Bettws Clyro Chapel
Bettws Clyro Chapel
St Michael's is a late Victorian church retaining a 14th century roof, medieval carved figures and rood screen. This church was a favourite place of diarist Rev. Francis Kilvert.
This remote chapel stands far from its village, on the slopes overlooking the Wye Valley.

The small, simple building, also known as Capel-Bettws, served as a chapel of ease for Clyro, with the village almost 3 miles to the south. It has never been a parish church and still serves as a chapel of ease for the Clyro parish. The first written record comes from 1566, when it is referred to as 'y bettws', or 'the prayer house'.

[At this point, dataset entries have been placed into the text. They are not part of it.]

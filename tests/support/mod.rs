use std::fs;
use std::path::Path;

use assert_cmd::Command;
use serde_json::Value;
use tempfile::TempDir;

/// An isolated data directory plus a command factory bound to it.
pub struct TestHome {
    dir: TempDir,
}

impl TestHome {
    pub fn new() -> Self {
        Self {
            dir: tempfile::tempdir().expect("failed to create tempdir"),
        }
    }

    pub fn path(&self) -> &Path {
        self.dir.path()
    }

    /// A `dg` invocation isolated to this home's data directory.
    pub fn cmd(&self) -> Command {
        let mut cmd = Command::cargo_bin("dg").expect("dg binary");
        cmd.env("DG_DATA_DIR", self.dir.path());
        cmd.env_remove("DG_USER");
        cmd
    }

    /// Create a task through the CLI and return its id.
    pub fn new_task(&self, args: &[&str]) -> String {
        let mut full: Vec<&str> = vec!["new"];
        full.extend_from_slice(args);
        full.push("--json");
        let envelope = self.run_json(&full);
        envelope["data"]["id"]
            .as_str()
            .expect("task id")
            .to_string()
    }

    /// Run a command expecting success and parse its JSON envelope.
    pub fn run_json(&self, args: &[&str]) -> Value {
        let output = self
            .cmd()
            .args(args)
            .assert()
            .success()
            .get_output()
            .stdout
            .clone();
        serde_json::from_slice(&output).expect("json envelope")
    }

    /// Run a command expecting failure and parse its JSON error envelope.
    pub fn run_json_err(&self, args: &[&str]) -> Value {
        let output = self
            .cmd()
            .args(args)
            .assert()
            .failure()
            .get_output()
            .stdout
            .clone();
        serde_json::from_slice(&output).expect("json error envelope")
    }

    /// Parse the persisted task collection.
    pub fn tasks_json(&self) -> Value {
        let raw = fs::read_to_string(self.dir.path().join("tasks.json"))
            .expect("tasks.json present");
        serde_json::from_str(&raw).expect("tasks.json parses")
    }

    /// Rewrite one task's deadline in place. Deadlines in the past cannot
    /// be created through the CLI, so expiry scenarios edit storage.
    pub fn rewrite_deadline(&self, task_id: &str, deadline: &str) {
        let mut collection = self.tasks_json();
        let tasks = collection["tasks"].as_array_mut().expect("tasks array");
        let task = tasks
            .iter_mut()
            .find(|t| t["id"] == task_id)
            .expect("task in collection");
        task["deadline"] = Value::String(deadline.to_string());
        fs::write(
            self.dir.path().join("tasks.json"),
            serde_json::to_string_pretty(&collection).expect("serialize"),
        )
        .expect("write tasks.json");
    }
}
//! Error types for dg
//!
//! Exit codes:
//! - 0: Success
//! - 2: User error (bad args, validation failure, unknown task)
//! - 3: Gate blocked (the task's derived status forbids the mutation)
//! - 4: Operation failed (IO, serialization)

use thiserror::Error;

use crate::status::TaskStatus;

/// Exit codes for the dg CLI
pub mod exit_codes {
    pub const SUCCESS: i32 = 0;
    pub const USER_ERROR: i32 = 2;
    pub const GATE_BLOCKED: i32 = 3;
    pub const OPERATION_FAILED: i32 = 4;
}

/// Main error type for dg operations
#[derive(Error, Debug)]
pub enum Error {
    // User errors (exit code 2)
    #[error("Invalid argument: {0}")]
    InvalidArgument(String),

    #[error("Task not found: {0}")]
    TaskNotFound(String),

    #[error("Subtask not found: {subtask} (task {task})")]
    SubtaskNotFound { task: String, subtask: String },

    #[error("Not a group task: {0}")]
    NotAGroupTask(String),

    #[error("Creator cannot leave their own task: {0}")]
    CreatorCannotLeave(String),

    #[error("No data directory available (set --data-dir or DG_DATA_DIR)")]
    NoDataDir,

    // Gate blocks (exit code 3)
    #[error("{operation} is not allowed while task {task} is {status}")]
    GateBlocked {
        task: String,
        operation: &'static str,
        status: TaskStatus,
    },

    // Operation failures (exit code 4)
    #[error("IO error: {0}")]
    Io(#[from] std::io::Error),

    #[error("JSON error: {0}")]
    Json(#[from] serde_json::Error),

    #[error("TOML parse error: {0}")]
    TomlParse(#[from] toml::de::Error),
}

impl Error {
    /// Get the exit code for this error
    pub fn exit_code(&self) -> i32 {
        match self {
            Error::InvalidArgument(_)
            | Error::TaskNotFound(_)
            | Error::SubtaskNotFound { .. }
            | Error::NotAGroupTask(_)
            | Error::CreatorCannotLeave(_)
            | Error::NoDataDir => exit_codes::USER_ERROR,

            Error::GateBlocked { .. } => exit_codes::GATE_BLOCKED,

            Error::Io(_) | Error::Json(_) | Error::TomlParse(_) => exit_codes::OPERATION_FAILED,
        }
    }

    /// Structured details for JSON error envelopes, where the error carries
    /// more than its message.
    pub fn details(&self) -> Option<serde_json::Value> {
        match self {
            Error::GateBlocked {
                task,
                operation,
                status,
            } => Some(serde_json::json!({
                "task": task,
                "operation": operation,
                "status": status,
            })),
            _ => None,
        }
    }
}

/// Result type alias for dg operations
pub type Result<T> = std::result::Result<T, Error>;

Almost nothing is known about the early medieval chapel, but the 14th century roof timbers certainly suggest a time-period for its construction. Parts of the rood loft date to slightly later; from the late 14th or early 15th century. The single-celled building was completely rebuilt in 1878 by F R Kempson of Hereford.

The font is 13th century but was not original to the chapel; it was brought here from St Michael's church in Clyro itself.

The most striking historic feature is the 14th century nave roof, built with 4 bays and supported on corbelled posts. In both the chancel and nave are unused wooden corbels projecting out from the wall and decorated with elaborate carvings. A moulded tie beam spans the chancel, marking the location of the medieval rood loft. The parapet facade of the loft survives, and is a beautifully carved example of medieval; wood carving, with an open arcade and intricate tracery.

The famous Victorian diarist Francis Kilvert served as curate of St Michael's church in Clyro from 1865 to 1872. He knew the chapel very well and considered it among his favourite churches.